I got an email yesterday from Zoë’s grandmother, her dad’s mom.
I’m happy, because it was communicative and positive and didn’t continue the year and a half of negative behaviour we’ve both engaged in. I’m happy because she asked to spend some time with Zoë, one-on-one during the next week and that’s all that I wanted from her – for her to arrange time with me that the two of them could hang out. I’m happy because it looks like Zoë will get to see her twice this week and that will make Zoë really happy.
I’m torn, because she asked for a weekend-long visit as well – one during which Zoë’s dad would be there. One during which I have no control over monitoring his drinking or pot use. One during which Zoë’s grandmother is confident that he will abstain from drinking or smoking, because apparently in the past month, she says he’s changed.
I told her that even though it was in direct opposition to his visitation rules, in the past year he’s stayed here and still drank and smoked. But apparently, he’s changed and wouldn’t risk his visitation, she thinks. She says she would hold him accountable.
She doesn’t know that three weekends ago, while he watched her on a Saturday night while I went out with friends, he drank more than a six-pack. She doesn’t seem to know that he’s a different person when he’s not around her and that he hasn’t made one step needed to have overnight visits, including lying to be about sobriety.
She doesn’t know how much I want these overnights to take place, but I think, on some level, that she understands why my gut says no. She left an alcoholic with her two sons (their father) and thinks he cleaned up his act because he had to. From what I’ve heard, it didn’t, but her ruler has far more give than mine.
I want to say that it can happen, if she’s solely responsible for Zoë. I want her to agree that if the Ex chooses to drink and smoke, then she will tell him to leave, or call me, or pull the plug on the visit.
I can’t trust that she would do that – rat out her own son, knowing that he’s in danger of losing his visitation if she does.
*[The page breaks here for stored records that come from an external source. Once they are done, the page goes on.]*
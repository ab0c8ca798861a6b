//! Concurrency tests for batches processed in parallel
//!
//! These tests verify that:
//! - Concurrent batches never create the same service twice
//! - Batches for different services all get delivered

use std::sync::Arc;
use std::time::Duration;

use futures::future::join_all;
use icinga_bridge::ServiceIdentity;
use icinga_bridge::client::memory::MemoryApi;
use icinga_bridge::dispatcher::Dispatcher;

use crate::helpers::*;

#[tokio::test]
async fn test_concurrent_batches_create_once() {
    let api = Arc::new(MemoryApi::new().with_latency(Duration::from_millis(10)));
    let dispatcher = Dispatcher::new(api.clone(), "hostalive");
    let metrics = vec![create_test_metric("web1", "cpu", "usage", 42)];

    let results = join_all((0..10).map(|_| dispatcher.process(&metrics))).await;

    for result in results {
        assert!(result.is_ok(), "batch failed: {result:?}");
    }
    assert_eq!(api.calls().creates, 1);
    assert_eq!(api.results().len(), 10);
}

#[tokio::test]
async fn test_concurrent_batches_on_spawned_tasks() {
    let api = Arc::new(MemoryApi::new().with_latency(Duration::from_millis(5)));
    let dispatcher = Dispatcher::new(api.clone(), "hostalive");

    let handles: Vec<_> = (0..20)
        .map(|i| {
            let dispatcher = dispatcher.clone();
            // five hosts, every host seen by four tasks
            let host = format!("web{}", i % 5);
            tokio::spawn(async move {
                let metrics = vec![
                    create_test_metric(&host, "cpu", "usage", i),
                    create_test_metric(&host, "mem", "used", i * 10),
                ];
                dispatcher.process(&metrics).await
            })
        })
        .collect();

    for handle in handles {
        handle.await.unwrap().unwrap();
    }

    assert_eq!(api.calls().creates, 10);
    assert_eq!(api.service_count(), 10);
    assert_eq!(api.results().len(), 40);
    assert!(api.service(&ServiceIdentity::new("web3", "mem")).is_some());
}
I can’t assume that her view of the greater good will match my own – that Zoë grow up seeing her dad sporadically, rather than regularly, hungover or drinking. I can’t look at the potential of a weekend visit as more than an opportunity for everything to go badly, while I also get a weekend off.
I want that weekend off. God. I want it. And I feel so selfish for it.
I just don’t know what to do.
I got pretty scared when the princess sickness invaded her brain. I admit it, I even tried to banish it a little – me, the mom hell-bent on not moulding her away from her own person, since she is so very much her own person.
The pink was just too much, so I found myself shopping with her, holding up a few options that didn’t include that dreaded colour. Or flowers. No more fucking florals. If she had to wear a dress, then it was going to be a cool dress, I figured. But she wanted what she wanted, so within a year, her closet was mainly comprised of carnation, fuchsia, rose, magenta, lavender and cerise; and roses, carnations, daisies and violets.
Gag me.
I stopped trying. I’d take her shopping and say, “tell me what you want from this rack. Then this one. Then this one.” She’d ask why and I’d say they were in her size and on sale, so she had free reign and that was all the permission she needed to go crazy.
It’s not like it happened many times – the kid barely grows – but the times it did, I was a little scarred, picturing my future of spa sleepover parties, giggling and fur-fringed toss-pillows on a pink bed canopied by lavender tulle.
Gulp.
The last time we shopped, she caused my heart to pitter-patter as she lovingly selected hooded tshirts with vector-type graphics, short-sleeved hoodies reminiscent of surf-chic and some pretty fly dark rinse jeans with kick ass butterflies embroidered on the ass. Then, we bought shoes. Two pairs, one too big and one just right, both Chucks (except they’re really Airwalks). The currents are black high-tops; the too-big-box got some pink Disney Princesses.
You can’t win them all.
Point is, she was coming around – the pinnacle, I thought, being when we went to a skate shop to find some clothes for me and her dad, and she picked out a deck she really liked, then threw a diva-like tantrum about not getting to bring a board home.
Now that’s a tantrum I can get behind.
There’s been a new revolution. While princesses, dresses and dreams of fairy wings might still be horrendously abundant, there’s a new favourite in the Zoeyjane household.
Freaking School of Rock.
I rented it last week for our Friday night date night (which was delayed due to a certain diva’s lack of ability to hold her shit together), and we finally got to watch it on Saturday night.
Into it is an understatement. The kid? Knows how to rock. In fact, the kid needs to rock.
The maracas, a microphone, a saxaflute, all came out while she sang, shrieked, did that really low voice that I think is supposed to be kind of metal. Oh, and there were some sort of movements that I think she considers dancing.
Seems like she’s making a full recovery from princess sickness.